El bien dejó de llorar se levantó y se le acercó a la maldad. “Mi respuesta es sí.”
“Me alegro, dame tu mano.”
Ambas partes del alma se unieron. El bien dejó de existir y el mal era todo lo que quedaba. La luz se había esparcido, como fragmentos de un espejo roto. Luffy Smile había dejado de ser bueno y amable. Su sangre demoníaca era la que recorría su cuerpo.
Su piel carne se volvió blanca y sus venas se volvieron negras, como raíces de una mala hierba dejando infectada a la tierra. La risa de Luffy Smile retorció toda la oscuridad de sus ojos y solo quedó su brillo púrpura, un brillo intenso que mostraba su maldad. En unos segundos Luffy salió de ese vacío y llegó a las afueras de este.
Daisy se había despertado, ya había limpiado el desorden de lo sucedido. Sintió sed y fue a beber agua en la cocina.
Cuando terminó se fue directo a su habitación. Se sentía muy mal por lo sucedido, pero ya no podía cambiar nada.
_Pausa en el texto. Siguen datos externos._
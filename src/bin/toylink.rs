use clap::Parser;
use log::{error, info, LevelFilter};
use toylink::{init_logging, run, Cli};
use toylink::error::{AppRunError, ConfigError};

fn main() -> Result<(), AppRunError> {
    let cli = Cli::parse();
    init_logging(if cli.verbose { LevelFilter::Debug } else { LevelFilter::Info });
    info!(concat!("toylink ", env!("CARGO_PKG_VERSION")));

    match run(cli) {
        Err(AppRunError::ConfigError { source: ConfigError::CanNotLock { .. } }) => {
            error!("toylink is already running");
            Ok(())
        },
        Err(err) => {
            error!("Unexpected error: {}", err);
            Err(err)
        },
        Ok(_) => Ok(()),
    }
}
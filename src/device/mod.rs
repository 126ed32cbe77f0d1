pub mod btle;
pub mod connection;
pub mod constants;
pub mod host;
pub mod registry;
pub mod types;

#[cfg(test)]
pub mod testing;
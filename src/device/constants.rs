/**
 * How often (milliseconds) the state machine is ticked by the run loop.
 */
pub const POLL_DELAY: u64 = 10;

/**
 * How often (milliseconds) the signal strength of a connected peripheral is refreshed.
 */
pub const RSSI_REFRESH_INTERVAL: u64 = 1000;

/**
 * How many times attribute discovery is attempted before giving up.
 */
pub const DISCOVERY_ATTEMPTS: u32 = 3;

/**
 * How long (milliseconds) to let the link settle before and between discovery attempts.
 */
pub const DISCOVERY_SETTLE_DELAY: u64 = 500;

/**
 * How many failures in a row are turned into a reconnect before FAILED is surfaced.
 */
pub const MAX_RECONNECT_ATTEMPTS: u32 = 5;

/**
 * How long (milliseconds) the vibration stays on for the post-connect pulse when no default level is set.
 */
pub const CONFIRMATION_PULSE: u64 = 200;

/**
 * How long (milliseconds) a write to a characteristic may take.
 */
pub const WRITE_DEADLINE: u64 = 2000;

/**
 * How long (milliseconds) checking if the peripheral is still connected may take.
 */
pub const IS_CONNECTED_DEADLINE: u64 = 2000;

/**
 * How many concurrent clients the btleplug host hands out.
 */
pub const MAX_CLIENTS: usize = 3;

/**
 * Capacity of the host event queue and of every subscriber queue.
 */
pub const EVENT_QUEUE_SIZE: usize = 64;

/**
 * Capacity of the queue between a command channel and its writer.
 */
pub const COMMAND_QUEUE_SIZE: usize = 16;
Colocó su manos sobre la puerta, pero al dar vuelta a la perilla sintió un escalofrío por su cuerpo. Se dió la vuelta y no vió a nadie. Después entró y se encontró con su madre.
Estaba clavada a la pared cada extremidad con un cuchillo. Su piel estaba desgarrada y sus venas cortadas. En su boca había una cortada profunda que se asemejaba a una enferma sonrisa.
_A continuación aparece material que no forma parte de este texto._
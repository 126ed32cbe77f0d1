use std::env::current_exe;
use std::path::{Path, PathBuf};
use std::sync::Arc;
use std::sync::Mutex;
use directories_next::ProjectDirs;
use tokio::fs::File;
use tokio::io::{AsyncReadExt, AsyncSeekExt, AsyncWriteExt};
use serde_json;
use fd_lock::{RwLock, RwLockWriteGuard};
use log::{debug, info, warn};
use std::fs::OpenOptions;
use std::str;

use crate::config::types::LinkConfig;
use crate::error::ConfigError;

// toylink.json next to the executable, so that a portable install keeps its own config
fn get_portable_config_path() -> Option<PathBuf> {
    match current_exe() {
        Ok(mut path) => {
            if !path.set_extension("json") {
                warn!("current exe has no filename: {}", path.to_string_lossy());
                return None
            }

            Some(path)
        },
        Err(err) => {
            warn!("failed to get current exe path: {:?}", err);
            None
        },
    }
}

// toylink.json in an os dependent standard directory, such as ~/.config/toylink on linux
fn get_local_config_path() -> Option<PathBuf> {
    ProjectDirs::from("io", "toylink", "toylink").map(|dirs| {
        dirs.config_dir().join("toylink.json")
    })
}

fn get_config_path() -> Result<PathBuf, ConfigError> {
    if let Some(path) = get_portable_config_path() {
        match std::fs::metadata(&path) {
            Ok(attr) if attr.is_file() => return Ok(path),
            Ok(_) => {},
            Err(err) => {
                debug!("No portable config at {} ({})", path.to_string_lossy(), err);
            },
        }
    }

    get_local_config_path().ok_or(ConfigError::NoConfigPath)
}

pub struct ConfigIOLocker {
    rw_lock: RwLock<std::fs::File>,
}

impl ConfigIOLocker {
    /// Exclusive lock on the config file; fails if another instance holds it.
    pub fn lock(&mut self) -> Result<RwLockWriteGuard<std::fs::File>, ConfigError> {
        self.rw_lock.try_write().map_err(|source| ConfigError::CanNotLock { source })
    }
}

struct ConfigIOInner {
    file: std::fs::File,
}

#[derive(Clone)]
pub struct ConfigIO {
    inner: Arc<Mutex<ConfigIOInner>>,
}

impl ConfigIO {
    /// Open (creating if needed) the config file at `path`, or at the default location.
    pub fn new_sync(path: Option<&Path>) -> Result<Self, ConfigError> {
        let path = match path {
            Some(path) => path.to_path_buf(),
            None => get_config_path()?,
        };
        info!("Using config file {}", path.to_string_lossy());

        if let Some(directory) = path.parent() {
            if !directory.as_os_str().is_empty() {
                std::fs::create_dir_all(directory)?;
            }
        }

        let file = OpenOptions::new()
            .read(true)
            .write(true)
            .truncate(false)
            .create(true)
            .open(&path)?;

        let inner = ConfigIOInner { file };
        Ok(ConfigIO { inner: Arc::new(Mutex::new(inner)) })
    }

    pub fn locker(&self) -> Result<ConfigIOLocker, ConfigError> {
        let inner = self.inner.lock().expect("Failed to lock ConfigIO inner");

        Ok(ConfigIOLocker {
            rw_lock: RwLock::new(inner.file.try_clone()?),
        })
    }

    fn get_file(&self) -> Result<File, ConfigError> {
        let inner = self.inner.lock().expect("Failed to lock ConfigIO inner");
        let file = inner.file.try_clone()?;
        Ok(File::from_std(file))
    }

    pub async fn read(&self) -> Result<LinkConfig, ConfigError> {
        let mut file = self.get_file()?;
        debug!("Reading config file");

        let mut content = vec![];
        file.rewind().await?;
        file.read_to_end(&mut content).await?;

        if content.is_empty() {
            return Ok(LinkConfig::default());
        }

        let content = str::from_utf8(&content)?;
        Ok(serde_json::from_str(content)?)
    }

    pub async fn save(&self, config: &LinkConfig) -> Result<(), ConfigError> {
        let mut file = self.get_file()?;
        debug!("Saving config");

        let content = serde_json::to_string_pretty(config)?;
        file.rewind().await?;
        file.set_len(0).await?;
        file.write_all(content.as_bytes()).await?;
        file.flush().await?;
        Ok(())
    }
}

#[cfg(test)]
mod tests {
    use super::*;

    fn temp_config_path(name: &str) -> PathBuf {
        let path = std::env::temp_dir().join(format!("toylink-test-{}-{}.json", name, std::process::id()));
        let _ = std::fs::remove_file(&path);
        path
    }

    #[tokio::test]
    async fn empty_file_reads_defaults() {
        let path = temp_config_path("empty");
        let config_io = ConfigIO::new_sync(Some(&path)).unwrap();

        assert_eq!(config_io.read().await.unwrap(), LinkConfig::default());
        // opening creates the file
        assert!(path.exists());

        let _ = std::fs::remove_file(&path);
    }

    #[tokio::test]
    async fn save_then_read() {
        let path = temp_config_path("save");
        let config_io = ConfigIO::new_sync(Some(&path)).unwrap();

        let mut config = LinkConfig::default();
        config.remember_device("aa:bb:cc:dd:ee:ff", "LVS-Max");
        config.auto_connect = false;
        config_io.save(&config).await.unwrap();

        // a shorter document must not leave trailing bytes of the previous one
        let mut shorter = config.clone();
        shorter.last_connected_name = None;
        config_io.save(&shorter).await.unwrap();

        assert_eq!(config_io.read().await.unwrap(), shorter);

        let _ = std::fs::remove_file(&path);
    }

    #[tokio::test]
    async fn invalid_json_is_reported() {
        let path = temp_config_path("invalid");
        std::fs::write(&path, "{ not json").unwrap();
        let config_io = ConfigIO::new_sync(Some(&path)).unwrap();

        match config_io.read().await {
            Err(ConfigError::JsonError { .. }) => {},
            other => panic!("unexpected result: {:?}", other),
        }

        let _ = std::fs::remove_file(&path);
    }
}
Daisy sintió como rápidamente su corazón comenzó a latir. Su cuerpo no era capaz de responder, solo pudo dar un grito. Las lágrimas de Daisy caían a gran cantidad, sus ojos se asemejaban a nubes de lluvia.
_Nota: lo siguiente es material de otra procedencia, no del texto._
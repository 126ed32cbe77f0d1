//! Device protocols: how high level control intents are encoded for a specific vendor's toys.
//!
//! A protocol is chosen at runtime through the [`ProtocolKind`] tag assigned when an advertisement is
//! classified. Classification goes through the [`MATCHERS`] table, so adding a protocol means adding a
//! matcher and an implementation without touching the connection state machine.

use futures::channel::mpsc::Sender;
use serde::Serialize;
use uuid::Uuid;

use crate::device::types::DeviceInfo;
use crate::error::CommandError;

pub mod lovense;

pub type DeviceInfoCallback = Box<dyn FnMut(&DeviceInfo) + Send>;
pub type BatteryLevelCallback = Box<dyn FnMut(u8) + Send>;

/// A write capable characteristic. Writes are queued to the host and never block.
#[derive(Debug)]
pub struct CommandChannel {
    uuid: Uuid,
    writable: bool,
    sink: Sender<Vec<u8>>,
}

impl CommandChannel {
    pub fn new(uuid: Uuid, writable: bool, sink: Sender<Vec<u8>>) -> Self {
        CommandChannel { uuid, writable, sink }
    }

    pub fn uuid(&self) -> Uuid {
        self.uuid
    }

    pub fn can_write(&self) -> bool {
        self.writable && !self.sink.is_closed()
    }

    pub fn write(&mut self, data: &[u8]) -> Result<(), CommandError> {
        self.sink.try_send(data.to_vec()).map_err(|_| CommandError::Rejected)
    }
}

/// A notify capable characteristic whose notifications are routed to the protocol.
#[derive(Debug, Clone, Copy, PartialEq, Eq)]
pub struct ResponseChannel {
    uuid: Uuid,
}

impl ResponseChannel {
    pub fn new(uuid: Uuid) -> Self {
        ResponseChannel { uuid }
    }

    pub fn uuid(&self) -> Uuid {
        self.uuid
    }
}

pub trait DeviceProtocol: Send {
    fn bind_command_channel(&mut self, channel: CommandChannel);

    /// Bind the channel whose notifications are passed to [`DeviceProtocol::handle_response`].
    /// The caller has already subscribed to it.
    fn bind_response_channel(&mut self, channel: ResponseChannel);

    /// Unbind both channels. Returns the response channel so the caller can unsubscribe from it.
    fn clear_channels(&mut self) -> Option<ResponseChannel>;

    fn response_channel(&self) -> Option<&ResponseChannel>;

    /// A command channel is bound and accepts writes.
    fn is_ready(&self) -> bool;

    fn is_compatible_service(&self, uuid: &str) -> bool;

    fn is_compatible_name(&self, name: &str) -> bool;

    /// Level in [0, 20], clamped.
    fn set_vibration(&mut self, level: u8) -> Result<(), CommandError>;

    /// Level in [0, 20], clamped.
    fn set_rotation(&mut self, level: u8) -> Result<(), CommandError>;

    fn change_rotation_direction(&mut self) -> Result<(), CommandError>;

    /// Level in [0, 4], clamped.
    fn set_air_level(&mut self, level: u8) -> Result<(), CommandError>;

    /// Amount in [1, 4], clamped.
    fn adjust_air_level_relative(&mut self, inflate: bool, amount: u8) -> Result<(), CommandError>;

    fn power_off(&mut self) -> Result<(), CommandError>;

    /// The answer arrives as a notification and is reported through the device info callback.
    fn query_device_type(&mut self) -> Result<(), CommandError>;

    /// The answer arrives as a notification and is reported through the battery level callback.
    fn query_battery_level(&mut self) -> Result<(), CommandError>;

    fn model_display_name(&self) -> String;

    fn handle_response(&mut self, response: &[u8]);

    fn set_device_info_callback(&mut self, callback: DeviceInfoCallback);

    fn set_battery_level_callback(&mut self, callback: BatteryLevelCallback);
}

#[derive(Debug, Clone, Copy, PartialEq, Eq, Serialize)]
#[serde(rename_all = "SCREAMING_SNAKE_CASE")]
pub enum ProtocolKind {
    Unknown,
    Lovense,
}

impl ProtocolKind {
    /// A fresh protocol instance for this tag, `None` if the tag has no implementation.
    pub fn create(&self) -> Option<Box<dyn DeviceProtocol>> {
        match self {
            ProtocolKind::Lovense => Some(Box::new(lovense::LovenseProtocol::new())),
            ProtocolKind::Unknown => None,
        }
    }
}

pub struct ProtocolMatcher {
    pub kind: ProtocolKind,
    pub matches_name: fn(&str) -> bool,
}

pub const MATCHERS: &[ProtocolMatcher] = &[
    ProtocolMatcher {
        kind: ProtocolKind::Lovense,
        matches_name: lovense::is_lovense_name,
    },
];

/// Find the protocol for an advertised device name.
// Advertised services are not matched: the early generation suffix is the tail of the SIG base uuid.
pub fn classify(name: &str) -> Option<ProtocolKind> {
    MATCHERS.iter()
        .find(|matcher| (matcher.matches_name)(name))
        .map(|matcher| matcher.kind)
}

#[cfg(test)]
mod tests {
    use super::*;
    use futures::channel::mpsc::channel;

    #[test]
    fn classify_by_name() {
        assert_eq!(classify("LVS-Nora"), Some(ProtocolKind::Lovense));
        assert_eq!(classify("Keyboard"), None);
    }

    #[test]
    fn unknown_kind_has_no_implementation() {
        assert!(ProtocolKind::Unknown.create().is_none());
        assert!(ProtocolKind::Lovense.create().is_some());
    }

    #[test]
    fn command_channel_rejects_when_writer_is_gone() {
        let (tx, rx) = channel::<Vec<u8>>(4);
        let mut command = CommandChannel::new(Uuid::nil(), true, tx);
        assert!(command.can_write());
        assert_eq!(command.write(b"Battery;"), Ok(()));

        drop(rx);
        assert!(!command.can_write());
        assert_eq!(command.write(b"Battery;"), Err(CommandError::Rejected));
    }
}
“Sabes, no recuerdas cuando me preguntaba el porqué el cielo era triste. Es porque no puede ser feliz si alguien como tú vive.”
Daisy no era capaz de moverse, no podía reaccionar. Miró al lado y ahí estaba Luffy Smile parado. “Creí que habías muerto.”
Luffy comenzó a reír, los oídos de Daisy comenzaron a sangrar mientras esta gritaba por el dolor.
“Ese es su problema, ustedes creen cosas que no son ciertas.” Daisy era incapaz de mover sus piernas, solo era capaz de razonar con él. “Tu no eres así Luffy.... Tu eres bueno.”
Luffy la agarró y la estrelló contra el suelo para patearla. “Esas son mentiras, yo nunca fue bueno, pero tampoco soy malo. Solo soy ambos.”
Luffy torció el cuerpo de Daisy bruscamente y la arrojó fuera de la habitación. Daisysy con sus pocas fuerzas agarró nuevamente otro cuchillo y se lo clavó a Luffy. Pero esta vez no ocurrió nada.
Luffy se sacó el cuchillo y lo lanzó al suelo.
“Tonta, no tengo un corazón, soy solo sombras.... Por tu culpa mi lado malvado es lo que me queda.” Daisy se caía hacia atrás lentamente “Porque no te encerré en esa maldita gema.”
Luffy puso una mirada burlona y le dijo a Daisy.“Ya lo entendí.... La amatista era para capturarme cuando mi lado malo tomó el control de mi alma. Pero tantos años me dieron amnesia y lo olvidé, solo estaba presente mi luz pero ahora yo encerraré almas en esa gema, porque solo me queda mi oscuridad.”
Luffy agarró la amatista y con sus manos le dió forma de un cuchillo.
Daisy suplicaba por su vida y le pedía que la dejara ir.
“Cada vida que arrebate será atrapada en esto.”
Daisy cerró los ojos esperando que Luffy la asesinara.
“Tengo dones y entre esos está, sofocar una bella luz con la eterna oscuridad. No estés triste, te vendría muy bien una sonrisa.”
Luffy sostuvo fuertemente a Daisy y con su cuchillo, le gravó una sonrisa eterna en su cuerpo.
“Serás consumida por mí oscuridad.”
Luffy abrió sus manos y de ellas salió desprendida una gran nube negra.
Daisy se sostuvo su cuerpo, era incapaz, esa oscuridad la consumía completamente. Su carne se descomponía, sus huesos se derretían y su vida quedó atrapada en un eterno vacío. Todo el rastro de Daisy se había ido.
Luffy Smile dió una última carcajada y salió de la casa “Ahora somos uno, tu cuerpo ya no está, pero tú alma seguirá sonriendo.”
Luffy Smile caminó hasta las afueras de la casa hasta desaparecer en medio de la lluvia y una extensa niebla oscura. Sin dejar rastro, era como si su presencia desapareciera por completo y nunca hubiese estado en ese lugar.